Tuesday, October 21, 2014

Üç Kafadar ve Bir Terbiyesiz

Trabzonspor tam beş hafta sonra üç kafa golü ile planlarını beraberliğe ve hakem yolu ile sert futbol üzerine kurmuş Mersin İdman Yurdu’nu yenerek üç puan aldı.  Bu üç puan sayı değeri olarak herhangi bir üç puandan tabiki farksız ama takımın ayağa kalkması anlamında büyük bir öneme sahip.  Galip gelememe sendromu yada baskısından çıkıp oyuncuların kendilerini oyuna daha rahat verebilmesini ve özgüvenlerinin yükselmesini sağlayacaktır.  Bu açıdan çok büyük önemi vardır.

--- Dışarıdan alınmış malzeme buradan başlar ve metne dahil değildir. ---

//! Post-commit order fulfillment.
//!
//! A committed order is handed to a [`WorkerPool`] as a [`FulfillmentJob`]
//! through a [`JobSubmitter`]. Each job runs two steps in sequence:
//! 1. Send the order confirmation
//! 2. Sync the order with the inventory system
//!
//! A failing step is logged and skipped. Jobs are never retried.

pub mod error;
pub mod job;
pub mod pool;
pub mod services;
mod worker;

pub use error::{FulfillmentError, Result};
pub use job::FulfillmentJob;
pub use pool::{DrainSummary, JobSubmitter, PoolConfig, WorkerPool};
pub use services::{
    InMemoryInventorySyncService, InMemoryNotificationService, InventorySyncService,
    NotificationService, SimulatedInventorySyncService, SimulatedNotificationService,
};
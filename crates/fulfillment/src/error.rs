//! Fulfillment error types.

use thiserror::Error;

/// Errors that can occur while handing off or running a fulfillment job.
#[derive(Debug, Clone, PartialEq, Eq, Error)]
pub enum FulfillmentError {
    /// Sending the order confirmation failed.
    #[error("Notification failed: {0}")]
    Notification(String),

    /// Syncing the order with the inventory system failed.
    #[error("Inventory sync failed: {0}")]
    InventorySync(String),

    /// The pool has begun stopping and accepts no more jobs.
    #[error("Job queue is closed")]
    QueueClosed,
}

/// Convenience type alias for fulfillment results.
pub type Result<T> = std::result::Result<T, FulfillmentError>;
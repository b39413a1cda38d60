use std::sync::Arc;
use std::time::Instant;

use chrono::Utc;
use common::UserId;
use domain::{Order, OrderItem, OrderNumberGenerator};
use fulfillment::{FulfillmentError, FulfillmentJob, JobSubmitter};
use store::Store;

use crate::error::{CheckoutError, Result};

/// Converts carts into orders.
///
/// Stock checks, stock decrements, the order insert and clearing the cart
/// run in one store transaction. The fulfillment job is submitted only
/// after that transaction commits.
pub struct CheckoutService<S: Store> {
    store: S,
    jobs: JobSubmitter,
    order_numbers: Arc<OrderNumberGenerator>,
}

impl<S: Store + Clone> Clone for CheckoutService<S> {
    fn clone(&self) -> Self {
        Self {
            store: self.store.clone(),
            jobs: self.jobs.clone(),
            order_numbers: Arc::clone(&self.order_numbers),
        }
    }
}

impl<S: Store> CheckoutService<S> {
    /// Creates a new checkout service.
    pub fn new(store: S, jobs: JobSubmitter) -> Self {
        Self {
            store,
            jobs,
            order_numbers: Arc::new(OrderNumberGenerator::new()),
        }
    }

    /// Places an order for everything in the user's cart.
    ///
    /// Waits for queue space if the fulfillment queue is full. A job that
    /// cannot be queued because the pool is stopping is logged and dropped;
    /// the committed order is still returned.
    #[tracing::instrument(skip(self))]
    pub async fn place_order(&self, user_id: UserId) -> Result<Order> {
        let started = Instant::now();
        let result = self.commit_order(user_id).await;
        metrics::histogram!("checkout_duration_seconds").record(started.elapsed().as_secs_f64());

        let (order, user_email) = match result {
            Ok(committed) => committed,
            Err(e) => {
                metrics::counter!("checkout_failures_total", "reason" => e.reason()).increment(1);
                tracing::info!(reason = e.reason(), error = %e, "checkout rejected");
                return Err(e);
            }
        };

        metrics::counter!("checkout_orders_placed_total").increment(1);
        tracing::info!(
            order_number = %order.order_number,
            total = %order.total,
            items = order.item_count(),
            "order placed"
        );

        let job = FulfillmentJob::for_order(&order, user_email);
        if let Err(e) = self.jobs.submit(job).await {
            match e {
                FulfillmentError::QueueClosed => {
                    metrics::counter!("fulfillment_jobs_dropped_total").increment(1);
                    tracing::error!(
                        order_number = %order.order_number,
                        "job queue closed, fulfillment for committed order dropped"
                    );
                }
                other => {
                    tracing::error!(
                        order_number = %order.order_number,
                        error = %other,
                        "failed to queue fulfillment job"
                    );
                }
            }
        }

        Ok(order)
    }

    /// Runs the atomic part of checkout. Returns the order and the email
    /// the confirmation goes to.
    async fn commit_order(&self, user_id: UserId) -> Result<(Order, String)> {
        // Any early return drops `tx`, which rolls everything back.
        let mut tx = self.store.begin().await?;

        let cart = tx
            .cart_with_items(user_id)
            .await?
            .ok_or(CheckoutError::CartNotFound)?;
        if cart.is_empty() {
            return Err(CheckoutError::EmptyCart);
        }
        // Totals that do not fit are rejected before any stock moves.
        cart.subtotal()?;

        let user = tx
            .user(user_id)
            .await?
            .ok_or(CheckoutError::UserNotFound(user_id))?;

        let mut items = Vec::with_capacity(cart.items.len());
        for item in &cart.items {
            let product = &item.product;
            let insufficient = || CheckoutError::InsufficientStock {
                product_name: product.name.clone(),
                requested: item.quantity,
                available: product.stock,
            };

            if item.quantity > product.stock {
                return Err(insufficient());
            }
            if !tx.decrement_stock(product.id, item.quantity).await? {
                return Err(insufficient());
            }

            items.push(OrderItem::new(
                product.id,
                product.name.clone(),
                item.quantity,
                product.price,
            ));
        }

        let order = Order::pending(user_id, self.order_numbers.next(), items, Utc::now())?;
        tx.insert_order(&order).await?;
        tx.clear_cart_items(cart.id).await?;
        tx.commit().await?;

        Ok((order, user.email))
    }

    /// Returns the user's orders with their items, newest first.
    #[tracing::instrument(skip(self))]
    pub async fn orders_for_user(&self, user_id: UserId) -> Result<Vec<Order>> {
        Ok(self.store.orders_for_user(user_id).await?)
    }
}
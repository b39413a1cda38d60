//! Checkout and order history endpoints.

use std::sync::Arc;

use axum::Json;
use axum::extract::State;
use axum::http::StatusCode;
use chrono::{DateTime, Utc};
use domain::{Order, OrderItem};
use serde::Serialize;
use store::Store;

use crate::AppState;
use crate::auth::AuthUser;
use crate::error::ApiError;

#[derive(Serialize)]
pub struct OrderPlacedResponse {
    pub message: &'static str,
    pub order_number: String,
    pub total: f64,
    pub total_cents: i64,
}

#[derive(Serialize)]
pub struct OrderResponse {
    pub id: String,
    pub order_number: String,
    pub status: String,
    pub total: f64,
    pub total_cents: i64,
    pub created_at: DateTime<Utc>,
    pub items: Vec<OrderItemResponse>,
}

#[derive(Serialize)]
pub struct OrderItemResponse {
    pub product_id: String,
    pub product_name: String,
    pub quantity: u32,
    pub unit_price: f64,
    pub unit_price_cents: i64,
}

#[derive(Serialize)]
pub struct OrderListResponse {
    pub orders: Vec<OrderResponse>,
}

impl From<&OrderItem> for OrderItemResponse {
    fn from(item: &OrderItem) -> Self {
        Self {
            product_id: item.product_id.to_string(),
            product_name: item.product_name.clone(),
            quantity: item.quantity,
            unit_price: item.unit_price.as_decimal(),
            unit_price_cents: item.unit_price.cents(),
        }
    }
}

impl From<Order> for OrderResponse {
    fn from(order: Order) -> Self {
        Self {
            id: order.id.to_string(),
            order_number: order.order_number.to_string(),
            status: order.status.to_string(),
            total: order.total.as_decimal(),
            total_cents: order.total.cents(),
            created_at: order.created_at,
            items: order.items.iter().map(OrderItemResponse::from).collect(),
        }
    }
}

/// POST /api/v1/orders — check out the caller's cart.
#[tracing::instrument(skip(state, user), fields(user_id = %user.0))]
pub async fn place<S: Store + Clone + 'static>(
    State(state): State<Arc<AppState<S>>>,
    user: AuthUser,
) -> Result<(StatusCode, Json<OrderPlacedResponse>), ApiError> {
    let order = state.checkout.place_order(user.0).await?;

    Ok((
        StatusCode::CREATED,
        Json(OrderPlacedResponse {
            message: "Order placed successfully",
            order_number: order.order_number.to_string(),
            total: order.total.as_decimal(),
            total_cents: order.total.cents(),
        }),
    ))
}

/// GET /api/v1/orders — the caller's orders, newest first.
#[tracing::instrument(skip(state, user), fields(user_id = %user.0))]
pub async fn list<S: Store + Clone + 'static>(
    State(state): State<Arc<AppState<S>>>,
    user: AuthUser,
) -> Result<Json<OrderListResponse>, ApiError> {
    let orders = state.checkout.orders_for_user(user.0).await?;
    Ok(Json(OrderListResponse {
        orders: orders.into_iter().map(OrderResponse::from).collect(),
    }))
}
mod primitives;
mod record;
mod serializable;
mod shape;

pub use primitives::*;
pub use serializable::*;
pub use shape::*;
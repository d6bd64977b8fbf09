//! A binary blob is one [`Datum`] behind a fixed header.
//!
//! ```text
//! struct Blob {
//!     magic:          [u8; 4],    // b"MRSH"
//!     format_version: u8,         // 1
//!     root:           Datum,
//! }
//! ```
//!
//! Nothing may follow the root datum.

use anyhow::{anyhow, Result};
use marshal_types::serde::{Datum, ReadResult};
use std::io::{Cursor, Read, Write};

pub const MAGIC: [u8; 4] = *b"MRSH";

pub const FORMAT_VERSION: u8 = 1;

pub const HEADER_LEN: usize = MAGIC.len() + 1;

pub fn seal(root: &Datum, max_depth: usize) -> Result<Vec<u8>> {
    let mut blob = Vec::with_capacity(HEADER_LEN);
    blob.write_all(&MAGIC)?;
    blob.write_all(&[FORMAT_VERSION])?;
    root.ser(&mut blob, max_depth)?;
    Ok(blob)
}

pub fn open(blob: &[u8], max_depth: usize) -> Result<Datum> {
    let mut r = Cursor::new(blob);

    /* magic and format_version */
    let mut header = [0u8; HEADER_LEN];
    r.read_exact(&mut header)
        .map_err(|_| anyhow!("Blob of {} bytes is shorter than its header.", blob.len()))?;
    if header[..MAGIC.len()] != MAGIC {
        return Err(anyhow!("Blob does not start with {:?}.", MAGIC));
    }
    let version = header[MAGIC.len()];
    if version != FORMAT_VERSION {
        return Err(anyhow!("Unsupported blob format version {}.", version));
    }

    /* root */
    let root = match Datum::deser(&mut r, max_depth)? {
        ReadResult::EOF => return Err(anyhow!("Blob holds a header but no datum.")),
        ReadResult::Some(_r_len, root) => root,
    };

    let trailing = blob.len() - r.position() as usize;
    if trailing != 0 {
        return Err(anyhow!("{} bytes follow the root datum.", trailing));
    }

    Ok(root)
}
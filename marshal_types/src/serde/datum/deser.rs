use crate::serde::{Datum, DatumBodyLen, DatumType, DatumTypeInt, Field, MembersCount, Record};
use anyhow::{anyhow, Result};
use std::io::{ErrorKind, Read};
use std::mem;

#[derive(PartialEq, Eq, Debug)]
pub enum ReadResult<T> {
    EOF,
    Some(usize, T),
}

impl Datum {
    pub fn deser<R: Read>(r: &mut R, max_depth: usize) -> Result<ReadResult<Self>> {
        Self::deser_(r, max_depth, 0)
    }

    fn deser_<R: Read>(r: &mut R, max_depth: usize, depth: usize) -> Result<ReadResult<Self>> {
        if depth > max_depth {
            return Err(anyhow!(
                "Datum nesting exceeds the depth limit of {}.",
                max_depth
            ));
        }

        /* datum_type */
        let (mut r_len, dtype_int) = match DatumTypeInt::deser(r) {
            Err(e) if e.kind() == ErrorKind::UnexpectedEof => return Ok(ReadResult::EOF),
            Err(e) => return Err(anyhow!(e)),
            Ok((r_len, dtype_int)) => (r_len, dtype_int),
        };
        let dtype = DatumType::try_from(dtype_int)?;

        /* datum_body_len and datum_body */
        let dat = match dtype {
            DatumType::Null => Datum::Null,
            DatumType::Bool => {
                let buf: [u8; 1] = Self::deser_fixlen_body(r, &mut r_len)?;
                match buf[0] {
                    0 => Datum::Bool(false),
                    1 => Datum::Bool(true),
                    b => return Err(anyhow!("Invalid Bool body {}.", b)),
                }
            }
            DatumType::I64 => {
                let buf: [u8; mem::size_of::<i64>()] = Self::deser_fixlen_body(r, &mut r_len)?;
                Datum::I64(i64::from_le_bytes(buf))
            }
            DatumType::F64 => {
                let buf: [u8; mem::size_of::<f64>()] = Self::deser_fixlen_body(r, &mut r_len)?;
                Datum::F64(f64::from_le_bytes(buf))
            }
            DatumType::Bytes => {
                let body = Self::deser_dynalen_body(r, &mut r_len)?;
                Datum::Bytes(body)
            }
            DatumType::Str => {
                let body = Self::deser_dynalen_body(r, &mut r_len)?;
                let s = String::from_utf8(body)?;
                Datum::Str(s)
            }
            DatumType::Seq | DatumType::Record => {
                let (delta_r_len, dbody_len) = DatumBodyLen::deser(r).map_err(|e| anyhow!(e))?;
                r_len += delta_r_len;

                let mut body_r_len = 0;
                let dat = if dtype == DatumType::Seq {
                    Self::deser_seq_body(r, max_depth, depth, &mut body_r_len)?
                } else {
                    Self::deser_record_body(r, max_depth, depth, &mut body_r_len)?
                };
                if body_r_len != *dbody_len as usize {
                    return Err(anyhow!(
                        "{:?} declared a body of {} bytes but spans {} bytes.",
                        dtype,
                        *dbody_len,
                        body_r_len
                    ));
                }
                r_len += body_r_len;

                dat
            }
        };

        Ok(ReadResult::Some(r_len, dat))
    }

    fn deser_fixlen_body<R: Read, const LEN: usize>(
        r: &mut R,
        r_len: &mut usize,
    ) -> Result<[u8; LEN]> {
        let mut buf = [0u8; LEN];
        r.read_exact(&mut buf).map_err(|e| anyhow!(e))?;
        *r_len += buf.len();
        Ok(buf)
    }

    fn deser_dynalen_body<R: Read>(r: &mut R, r_len: &mut usize) -> Result<Vec<u8>> {
        let (delta_r_len, dbody_len) = DatumBodyLen::deser(r).map_err(|e| anyhow!(e))?;
        *r_len += delta_r_len;

        // Bounded by what the reader actually holds, not by the declared length.
        let mut buf = vec![];
        Read::take(&mut *r, *dbody_len as u64).read_to_end(&mut buf)?;
        if buf.len() != *dbody_len as usize {
            return Err(anyhow!(
                "EOF after {} of {} body bytes.",
                buf.len(),
                *dbody_len
            ));
        }
        *r_len += buf.len();

        Ok(buf)
    }

    fn deser_name<R: Read>(r: &mut R, r_len: &mut usize) -> Result<String> {
        let body = Self::deser_dynalen_body(r, r_len)?;
        let name = String::from_utf8(body)?;
        Ok(name)
    }

    fn deser_member<R: Read>(
        r: &mut R,
        max_depth: usize,
        depth: usize,
        r_len: &mut usize,
    ) -> Result<Datum> {
        match Self::deser_(r, max_depth, depth + 1)? {
            ReadResult::EOF => Err(anyhow!("EOF while reading a container member.")),
            ReadResult::Some(delta_r_len, dat) => {
                *r_len += delta_r_len;
                Ok(dat)
            }
        }
    }

    fn deser_seq_body<R: Read>(
        r: &mut R,
        max_depth: usize,
        depth: usize,
        r_len: &mut usize,
    ) -> Result<Datum> {
        /* members_count */
        let (delta_r_len, membs_ct) = MembersCount::deser(r).map_err(|e| anyhow!(e))?;
        *r_len += delta_r_len;

        /* members */
        let mut members = vec![];
        for _ in 0..*membs_ct {
            let member = Self::deser_member(r, max_depth, depth, r_len)?;
            members.push(member);
        }
        Ok(Datum::Seq(members))
    }

    fn deser_record_body<R: Read>(
        r: &mut R,
        max_depth: usize,
        depth: usize,
        r_len: &mut usize,
    ) -> Result<Datum> {
        /* name */
        let name = Self::deser_name(r, r_len)?;

        /* members_count */
        let (delta_r_len, membs_ct) = MembersCount::deser(r).map_err(|e| anyhow!(e))?;
        *r_len += delta_r_len;

        /* members */
        let mut fields = vec![];
        for _ in 0..*membs_ct {
            let field_name = Self::deser_name(r, r_len)?;
            let value = Self::deser_member(r, max_depth, depth, r_len)?;
            fields.push(Field {
                name: field_name,
                value,
            });
        }
        Ok(Datum::Record(Record { name, fields }))
    }
}
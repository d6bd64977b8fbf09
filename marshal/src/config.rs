use anyhow::{Context, Result};
use marshal_types::markup::MarkupOptions;
use marshal_types::serde::DEFAULT_MAX_DEPTH;
use std::env;
use std::str::FromStr;

pub const ENV_VAR_MAX_DEPTH: &str = "MARSHAL_MAX_DEPTH";

pub const ENV_VAR_MAX_BLOB_LEN: &str = "MARSHAL_MAX_BLOB_LEN";

pub const ENV_VAR_TEXT_INDENT: &str = "MARSHAL_TEXT_INDENT";

pub const ENV_VAR_XML_DECLARATION: &str = "MARSHAL_XML_DECLARATION";

pub const DEFAULT_MAX_BLOB_LEN: usize = 64 * 1024 * 1024;

pub const DEFAULT_TEXT_INDENT: usize = 2;

#[derive(Clone, Debug, PartialEq, Eq)]
pub struct CodecConfig {
    /// Deepest nesting accepted by every encode and decode. The root is at depth 0.
    pub max_depth: usize,
    /// Longest blob produced by binary encoding or accepted by binary decoding.
    pub max_blob_len: usize,
    /// Spaces per nesting level in text documents. Zero writes a single line.
    pub text_indent: usize,
    /// Whether text documents begin with an xml declaration.
    pub xml_declaration: bool,
}

impl Default for CodecConfig {
    fn default() -> Self {
        Self {
            max_depth: DEFAULT_MAX_DEPTH,
            max_blob_len: DEFAULT_MAX_BLOB_LEN,
            text_indent: DEFAULT_TEXT_INDENT,
            xml_declaration: true,
        }
    }
}

impl CodecConfig {
    /// Defaults, overridden by whichever `MARSHAL_*` environment variables are set.
    pub fn from_env() -> Result<Self> {
        Self::from_lookup(|key| env::var(key).ok())
    }

    pub fn from_lookup(lookup: impl Fn(&str) -> Option<String>) -> Result<Self> {
        let dflt = Self::default();
        Ok(Self {
            max_depth: parse_or(&lookup, ENV_VAR_MAX_DEPTH, dflt.max_depth)?,
            max_blob_len: parse_or(&lookup, ENV_VAR_MAX_BLOB_LEN, dflt.max_blob_len)?,
            text_indent: parse_or(&lookup, ENV_VAR_TEXT_INDENT, dflt.text_indent)?,
            xml_declaration: parse_or(&lookup, ENV_VAR_XML_DECLARATION, dflt.xml_declaration)?,
        })
    }

    pub fn markup_options(&self) -> MarkupOptions {
        MarkupOptions {
            indent: self.text_indent,
            declaration: self.xml_declaration,
            max_depth: self.max_depth,
        }
    }
}

fn parse_or<T>(lookup: &impl Fn(&str) -> Option<String>, key: &str, dflt: T) -> Result<T>
where
    T: FromStr,
    T::Err: std::error::Error + Send + Sync + 'static,
{
    match lookup(key) {
        None => Ok(dflt),
        Some(s) => s
            .trim()
            .parse::<T>()
            .with_context(|| format!("{}={:?}", key, s)),
    }
}
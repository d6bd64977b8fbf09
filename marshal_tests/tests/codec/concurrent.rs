use crate::helpers::{gen_order, Order, Point};
use anyhow::Result;
use marshal::Codec;
use rand::Rng;
use std::sync::Arc;
use std::thread;

const THREADS_CT: usize = 8;
const CALLS_PER_THREAD: usize = 50;

fn round_trip_points(codec: &Codec) -> Result<()> {
    let mut rng = rand::thread_rng();
    for _ in 0..CALLS_PER_THREAD {
        let p = Point {
            x: rng.gen(),
            y: rng.gen(),
        };

        let blob = codec.encode_binary(Some(&p))?;
        assert_eq!(Some(p.clone()), codec.decode_binary::<Point>(Some(&blob[..]))?);

        let doc = codec.encode_text(Some(&p))?;
        assert_eq!(Some(p), codec.decode_text::<Point>(&doc)?);
    }
    Ok(())
}

#[test]
fn shared_by_reference() -> Result<()> {
    let codec = Codec::default();
    thread::scope(|s| {
        let handles = (0..THREADS_CT)
            .map(|_| s.spawn(|| round_trip_points(&codec)))
            .collect::<Vec<_>>();
        for handle in handles {
            match handle.join() {
                Ok(res) => res?,
                Err(e) => std::panic::resume_unwind(e),
            }
        }
        Ok(())
    })
}

#[test]
fn shared_by_arc() -> Result<()> {
    let codec = Arc::new(Codec::default());
    let order = Arc::new(gen_order());
    let exp_blob = codec.encode_binary(Some(&*order))?;

    let handles = (0..THREADS_CT)
        .map(|_| {
            let codec = Arc::clone(&codec);
            let order = Arc::clone(&order);
            thread::spawn(move || -> Result<Vec<u8>> {
                let blob = codec.encode_binary(Some(&*order))?;
                let doc = codec.encode_text(Some(&*order))?;
                assert_eq!(Some(&*order), codec.decode_text::<Order>(&doc)?.as_ref());
                Ok(blob)
            })
        })
        .collect::<Vec<_>>();

    for handle in handles {
        let blob = match handle.join() {
            Ok(res) => res?,
            Err(e) => std::panic::resume_unwind(e),
        };
        assert_eq!(exp_blob, blob);
    }
    Ok(())
}
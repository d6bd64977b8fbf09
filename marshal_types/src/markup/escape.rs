use anyhow::{anyhow, Result};

pub fn escape_text(s: &str) -> String {
    let mut out = String::with_capacity(s.len());
    for c in s.chars() {
        match c {
            '&' => out.push_str("&amp;"),
            '<' => out.push_str("&lt;"),
            '>' => out.push_str("&gt;"),
            '"' => out.push_str("&quot;"),
            // Control characters, carriage return included, go out as character references.
            '\t' | '\n' => out.push(c),
            c if (c as u32) < 0x20 || c == '\u{7F}' => out.push_str(&format!("&#{};", c as u32)),
            c => out.push(c),
        }
    }
    out
}

pub fn unescape(raw: &str) -> Result<String> {
    let mut out = String::with_capacity(raw.len());
    let mut rest = raw;
    while let Some(amp_i) = rest.find('&') {
        out.push_str(&rest[..amp_i]);
        rest = &rest[amp_i + 1..];

        let semi_i = rest
            .find(';')
            .ok_or(anyhow!("Unterminated entity reference in {:?}", raw))?;
        let entity = &rest[..semi_i];
        rest = &rest[semi_i + 1..];

        let c = match entity {
            "lt" => '<',
            "gt" => '>',
            "amp" => '&',
            "quot" => '"',
            "apos" => '\'',
            _ => {
                let code = if let Some(hex) = entity.strip_prefix("#x") {
                    u32::from_str_radix(hex, 16).ok()
                } else if let Some(dec) = entity.strip_prefix('#') {
                    dec.parse::<u32>().ok()
                } else {
                    None
                };
                code.and_then(char::from_u32)
                    .ok_or(anyhow!("Unknown entity reference &{};", entity))?
            }
        };
        out.push(c);
    }
    out.push_str(rest);
    Ok(out)
}
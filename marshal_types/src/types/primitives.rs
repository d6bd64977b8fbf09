use crate::serde::{Datum, DatumType};
use crate::types::{Deser, Ser, Shape, Shaped};
use anyhow::{anyhow, Result};
use derive_more::{Deref, DerefMut, From, Into};
use std::any;

/// A byte string. Distinct from `Vec<u8>`, which would be a sequence of integers.
#[derive(From, Into, Deref, DerefMut, PartialEq, Eq, Clone, Default, Debug)]
pub struct ByteBuf(pub Vec<u8>);

pub(crate) fn mismatch<T>(dat: &Datum) -> anyhow::Error {
    anyhow!(
        "{:?} is not convertible to {}",
        DatumType::from(dat),
        any::type_name::<T>()
    )
}

/* bool */
impl Shaped for bool {
    fn shape() -> Shape {
        Shape::Bool
    }
}
impl Ser for bool {
    fn to_datum(&self) -> Result<Datum> {
        Ok(Datum::Bool(*self))
    }
}
impl Deser for bool {
    fn from_datum(dat: Datum) -> Result<Self> {
        match dat {
            Datum::Bool(b) => Ok(b),
            dat => Err(mismatch::<Self>(&dat)),
        }
    }
}

/* Integers, all carried as i64. */
impl Shaped for i64 {
    fn shape() -> Shape {
        Shape::I64
    }
}
impl Ser for i64 {
    fn to_datum(&self) -> Result<Datum> {
        Ok(Datum::I64(*self))
    }
}
impl Deser for i64 {
    fn from_datum(dat: Datum) -> Result<Self> {
        match dat {
            Datum::I64(i) => Ok(i),
            dat => Err(mismatch::<Self>(&dat)),
        }
    }
}

impl Shaped for i32 {
    fn shape() -> Shape {
        Shape::I64
    }
}
impl Ser for i32 {
    fn to_datum(&self) -> Result<Datum> {
        Ok(Datum::I64(i64::from(*self)))
    }
}
impl Deser for i32 {
    fn from_datum(dat: Datum) -> Result<Self> {
        let i = i64::from_datum(dat)?;
        let i = i32::try_from(i)?;
        Ok(i)
    }
}

impl Shaped for u32 {
    fn shape() -> Shape {
        Shape::I64
    }
}
impl Ser for u32 {
    fn to_datum(&self) -> Result<Datum> {
        Ok(Datum::I64(i64::from(*self)))
    }
}
impl Deser for u32 {
    fn from_datum(dat: Datum) -> Result<Self> {
        let i = i64::from_datum(dat)?;
        let i = u32::try_from(i)?;
        Ok(i)
    }
}

/* f64 */
impl Shaped for f64 {
    fn shape() -> Shape {
        Shape::F64
    }
}
impl Ser for f64 {
    fn to_datum(&self) -> Result<Datum> {
        Ok(Datum::F64(*self))
    }
}
impl Deser for f64 {
    fn from_datum(dat: Datum) -> Result<Self> {
        match dat {
            Datum::F64(f) => Ok(f),
            dat => Err(mismatch::<Self>(&dat)),
        }
    }
}

/* ByteBuf */
impl Shaped for ByteBuf {
    fn shape() -> Shape {
        Shape::Bytes
    }
}
impl Ser for ByteBuf {
    fn to_datum(&self) -> Result<Datum> {
        Ok(Datum::Bytes(self.0.clone()))
    }
}
impl Deser for ByteBuf {
    fn from_datum(dat: Datum) -> Result<Self> {
        match dat {
            Datum::Bytes(b) => Ok(Self(b)),
            dat => Err(mismatch::<Self>(&dat)),
        }
    }
}

/* String */
impl Shaped for String {
    fn shape() -> Shape {
        Shape::Str
    }
}
impl Ser for String {
    fn to_datum(&self) -> Result<Datum> {
        Ok(Datum::Str(self.clone()))
    }
}
impl Deser for String {
    fn from_datum(dat: Datum) -> Result<Self> {
        match dat {
            Datum::Str(s) => Ok(s),
            dat => Err(mismatch::<Self>(&dat)),
        }
    }
}

/* Vec */
impl<T: Shaped> Shaped for Vec<T> {
    fn shape() -> Shape {
        Shape::Seq(T::shape)
    }
}
impl<T: Ser> Ser for Vec<T> {
    fn to_datum(&self) -> Result<Datum> {
        let members = self.iter().map(T::to_datum).collect::<Result<Vec<_>>>()?;
        Ok(Datum::Seq(members))
    }
}
impl<T: Deser> Deser for Vec<T> {
    fn from_datum(dat: Datum) -> Result<Self> {
        match dat {
            Datum::Seq(members) => members.into_iter().map(T::from_datum).collect(),
            dat => Err(mismatch::<Self>(&dat)),
        }
    }
}

/* Option */
impl<T: Shaped> Shaped for Option<T> {
    fn shape() -> Shape {
        Shape::Optional(T::shape)
    }
}
impl<T: Ser> Ser for Option<T> {
    fn to_datum(&self) -> Result<Datum> {
        match self {
            None => Ok(Datum::Null),
            Some(t) => t.to_datum(),
        }
    }
}
impl<T: Deser> Deser for Option<T> {
    fn from_datum(dat: Datum) -> Result<Self> {
        match dat {
            Datum::Null => Ok(None),
            dat => T::from_datum(dat).map(Some),
        }
    }
}

/* Box */
impl<T: Shaped> Shaped for Box<T> {
    fn shape() -> Shape {
        T::shape()
    }
}
impl<T: Ser> Ser for Box<T> {
    fn to_datum(&self) -> Result<Datum> {
        (**self).to_datum()
    }
}
impl<T: Deser> Deser for Box<T> {
    fn from_datum(dat: Datum) -> Result<Self> {
        T::from_datum(dat).map(Box::new)
    }
}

Oyuna gelince, kadro zenginliğinin yavaş yavaş kendini göstermesi ve kredilerin tükenmesi sebebi ile Halilhodziç ve oyuncularının herşeylerini sahada vermeleri sonucu daha derli toplu göründü.  Takımın hemen her bölgesi sakatlık belası ile kıvranıyor malesef. Defans ve forvet bolluğu olmasına rağmen bazı maçlarda bu bölgelere devşirme oyuncular kullanmak zorunda kalan Halilhodziç dünde Zeki’yi sol bek oynatmak zorunda kaldı.  Halilhodziç’te oyuncularda Karabük maçından büyük ders çıkarmışlar.  Türkiye ligi normal bir lig değil. Fantazi yapılacak lig hiç değil.  Bunu Halilhodziç’te anlamıştır artık. Gollerin hepsinin kafa golü olması takımın artık belli bir planının olduğunun ve gol yollarıda birbirlerini beslemeye başladıklarının göstergesi.  Özellikle iki stoperin gol atması toplu hücum toplu defans yapılması anlamında umut verdi. Cardozo’nun nefis kafa golü ise, “siz topu ceza alanına yollayın gerisini bana bırakın” der gibiydi. 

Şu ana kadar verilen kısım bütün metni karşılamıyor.